— EXERCISE DIRECTIONS —
Among the entries below, take the line with "pub fn new(name: impl" and the line with "rate table from", and output them and every line between them exactly, with nothing else.

— DATA TO USE —
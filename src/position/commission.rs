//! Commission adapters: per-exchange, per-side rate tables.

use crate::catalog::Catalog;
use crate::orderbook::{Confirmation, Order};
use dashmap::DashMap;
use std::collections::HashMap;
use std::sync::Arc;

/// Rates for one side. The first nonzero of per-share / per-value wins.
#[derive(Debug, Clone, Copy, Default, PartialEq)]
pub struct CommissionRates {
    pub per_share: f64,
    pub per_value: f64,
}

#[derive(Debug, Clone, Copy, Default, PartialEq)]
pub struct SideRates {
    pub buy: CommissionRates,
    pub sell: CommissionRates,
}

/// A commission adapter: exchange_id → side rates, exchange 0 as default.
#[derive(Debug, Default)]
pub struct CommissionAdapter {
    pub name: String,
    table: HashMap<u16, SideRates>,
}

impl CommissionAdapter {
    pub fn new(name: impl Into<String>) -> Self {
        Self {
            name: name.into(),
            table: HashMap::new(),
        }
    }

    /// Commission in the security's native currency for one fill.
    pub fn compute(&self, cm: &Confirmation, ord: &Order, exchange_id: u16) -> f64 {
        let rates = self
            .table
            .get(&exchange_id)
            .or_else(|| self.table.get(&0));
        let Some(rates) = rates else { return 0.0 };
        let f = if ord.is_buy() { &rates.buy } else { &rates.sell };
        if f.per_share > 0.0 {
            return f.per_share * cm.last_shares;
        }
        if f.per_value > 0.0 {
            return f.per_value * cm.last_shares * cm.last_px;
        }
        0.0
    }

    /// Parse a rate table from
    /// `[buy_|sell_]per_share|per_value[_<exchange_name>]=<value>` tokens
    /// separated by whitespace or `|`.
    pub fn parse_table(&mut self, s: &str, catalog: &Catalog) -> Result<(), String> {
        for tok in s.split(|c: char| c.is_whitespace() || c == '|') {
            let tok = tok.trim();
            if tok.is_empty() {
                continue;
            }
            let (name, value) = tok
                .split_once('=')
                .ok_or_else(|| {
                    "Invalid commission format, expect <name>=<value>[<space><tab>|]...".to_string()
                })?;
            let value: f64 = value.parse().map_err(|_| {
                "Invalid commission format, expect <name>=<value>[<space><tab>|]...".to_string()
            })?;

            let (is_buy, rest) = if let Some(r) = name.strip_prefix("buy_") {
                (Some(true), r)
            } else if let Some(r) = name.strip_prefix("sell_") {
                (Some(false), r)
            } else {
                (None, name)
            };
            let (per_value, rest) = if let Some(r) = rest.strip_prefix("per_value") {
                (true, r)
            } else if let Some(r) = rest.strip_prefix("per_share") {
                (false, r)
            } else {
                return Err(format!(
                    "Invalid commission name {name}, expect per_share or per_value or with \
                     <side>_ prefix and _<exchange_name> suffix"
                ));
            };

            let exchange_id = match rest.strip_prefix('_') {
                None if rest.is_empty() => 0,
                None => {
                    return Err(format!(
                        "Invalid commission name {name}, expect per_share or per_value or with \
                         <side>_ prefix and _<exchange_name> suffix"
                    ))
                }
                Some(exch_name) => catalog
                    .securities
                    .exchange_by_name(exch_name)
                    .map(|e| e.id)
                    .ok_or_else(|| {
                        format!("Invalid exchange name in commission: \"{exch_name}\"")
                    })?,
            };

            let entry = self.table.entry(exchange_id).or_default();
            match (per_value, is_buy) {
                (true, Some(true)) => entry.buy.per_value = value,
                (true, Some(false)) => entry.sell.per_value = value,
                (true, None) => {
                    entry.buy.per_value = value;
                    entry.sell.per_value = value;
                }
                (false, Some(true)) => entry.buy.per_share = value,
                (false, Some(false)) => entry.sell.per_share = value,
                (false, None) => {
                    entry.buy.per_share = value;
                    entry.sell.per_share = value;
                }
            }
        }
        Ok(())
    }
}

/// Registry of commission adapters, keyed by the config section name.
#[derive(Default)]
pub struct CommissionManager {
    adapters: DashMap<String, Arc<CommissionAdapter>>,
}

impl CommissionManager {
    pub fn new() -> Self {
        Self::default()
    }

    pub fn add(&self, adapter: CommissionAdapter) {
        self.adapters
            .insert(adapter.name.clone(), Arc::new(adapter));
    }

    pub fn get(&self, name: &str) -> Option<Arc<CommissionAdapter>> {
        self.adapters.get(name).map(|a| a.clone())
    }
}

--

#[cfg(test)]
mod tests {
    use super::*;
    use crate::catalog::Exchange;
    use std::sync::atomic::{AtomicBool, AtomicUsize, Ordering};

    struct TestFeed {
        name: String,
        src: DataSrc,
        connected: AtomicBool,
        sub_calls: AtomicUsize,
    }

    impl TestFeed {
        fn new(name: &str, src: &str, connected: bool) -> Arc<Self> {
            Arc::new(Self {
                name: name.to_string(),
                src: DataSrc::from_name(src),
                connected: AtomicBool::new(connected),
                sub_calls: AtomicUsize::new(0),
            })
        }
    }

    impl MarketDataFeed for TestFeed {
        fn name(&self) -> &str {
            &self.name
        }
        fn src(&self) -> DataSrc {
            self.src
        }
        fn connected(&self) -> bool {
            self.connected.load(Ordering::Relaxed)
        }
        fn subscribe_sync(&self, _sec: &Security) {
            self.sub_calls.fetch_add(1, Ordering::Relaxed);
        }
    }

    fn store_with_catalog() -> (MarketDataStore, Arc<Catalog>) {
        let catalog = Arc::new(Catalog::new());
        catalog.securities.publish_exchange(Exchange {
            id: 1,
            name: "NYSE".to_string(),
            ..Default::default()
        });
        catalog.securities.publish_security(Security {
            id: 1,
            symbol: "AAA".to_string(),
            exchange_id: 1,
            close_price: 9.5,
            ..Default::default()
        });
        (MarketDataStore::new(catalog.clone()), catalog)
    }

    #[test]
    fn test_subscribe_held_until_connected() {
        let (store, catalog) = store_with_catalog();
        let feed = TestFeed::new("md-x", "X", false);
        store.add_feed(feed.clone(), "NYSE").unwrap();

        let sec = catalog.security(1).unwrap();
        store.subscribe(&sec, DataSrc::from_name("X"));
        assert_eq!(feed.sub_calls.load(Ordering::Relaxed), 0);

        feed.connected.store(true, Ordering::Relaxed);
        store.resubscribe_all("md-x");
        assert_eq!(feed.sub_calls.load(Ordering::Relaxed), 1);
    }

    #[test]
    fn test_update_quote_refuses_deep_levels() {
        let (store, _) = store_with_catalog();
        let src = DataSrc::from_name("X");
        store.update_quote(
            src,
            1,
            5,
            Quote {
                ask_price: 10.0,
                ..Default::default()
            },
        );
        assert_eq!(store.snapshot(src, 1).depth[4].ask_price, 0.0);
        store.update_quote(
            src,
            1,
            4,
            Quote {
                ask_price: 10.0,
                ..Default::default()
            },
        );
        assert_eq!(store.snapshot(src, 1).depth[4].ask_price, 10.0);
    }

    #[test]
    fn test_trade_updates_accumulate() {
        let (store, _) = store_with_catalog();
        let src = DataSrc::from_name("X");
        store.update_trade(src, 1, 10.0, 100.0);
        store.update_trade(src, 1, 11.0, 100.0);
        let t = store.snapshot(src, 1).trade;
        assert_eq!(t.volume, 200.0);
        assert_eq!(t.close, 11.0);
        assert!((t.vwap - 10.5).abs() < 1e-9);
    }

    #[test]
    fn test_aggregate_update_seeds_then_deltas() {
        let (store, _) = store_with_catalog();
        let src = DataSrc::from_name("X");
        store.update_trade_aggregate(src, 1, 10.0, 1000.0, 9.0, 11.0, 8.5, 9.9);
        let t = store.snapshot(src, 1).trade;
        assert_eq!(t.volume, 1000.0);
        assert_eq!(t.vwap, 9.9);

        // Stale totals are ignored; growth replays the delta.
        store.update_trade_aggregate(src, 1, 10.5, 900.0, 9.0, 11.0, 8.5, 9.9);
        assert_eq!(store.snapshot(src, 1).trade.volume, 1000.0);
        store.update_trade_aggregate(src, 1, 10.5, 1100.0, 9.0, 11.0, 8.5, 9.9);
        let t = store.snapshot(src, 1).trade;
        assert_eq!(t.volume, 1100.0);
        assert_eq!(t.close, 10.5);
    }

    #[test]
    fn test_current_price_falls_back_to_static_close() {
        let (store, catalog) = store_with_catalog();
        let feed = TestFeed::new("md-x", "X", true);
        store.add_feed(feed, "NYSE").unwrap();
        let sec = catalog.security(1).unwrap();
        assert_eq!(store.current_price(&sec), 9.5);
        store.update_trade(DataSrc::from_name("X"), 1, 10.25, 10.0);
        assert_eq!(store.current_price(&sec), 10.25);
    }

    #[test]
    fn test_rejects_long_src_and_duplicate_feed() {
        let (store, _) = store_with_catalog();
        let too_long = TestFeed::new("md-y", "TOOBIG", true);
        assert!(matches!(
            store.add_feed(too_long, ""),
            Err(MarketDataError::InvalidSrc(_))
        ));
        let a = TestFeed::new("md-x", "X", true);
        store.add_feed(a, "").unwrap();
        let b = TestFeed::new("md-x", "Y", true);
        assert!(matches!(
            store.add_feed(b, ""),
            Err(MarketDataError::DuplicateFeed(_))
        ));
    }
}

— TASK OUTPUT —
    pub fn new(name: impl Into<String>) -> Self {
        Self {
            name: name.into(),
            table: HashMap::new(),
        }
    }

    /// Commission in the security's native currency for one fill.
    pub fn compute(&self, cm: &Confirmation, ord: &Order, exchange_id: u16) -> f64 {
        let rates = self
            .table
            .get(&exchange_id)
            .or_else(|| self.table.get(&0));
        let Some(rates) = rates else { return 0.0 };
        let f = if ord.is_buy() { &rates.buy } else { &rates.sell };
        if f.per_share > 0.0 {
            return f.per_share * cm.last_shares;
        }
        if f.per_value > 0.0 {
            return f.per_value * cm.last_shares * cm.last_px;
        }
        0.0
    }

    /// Parse a rate table from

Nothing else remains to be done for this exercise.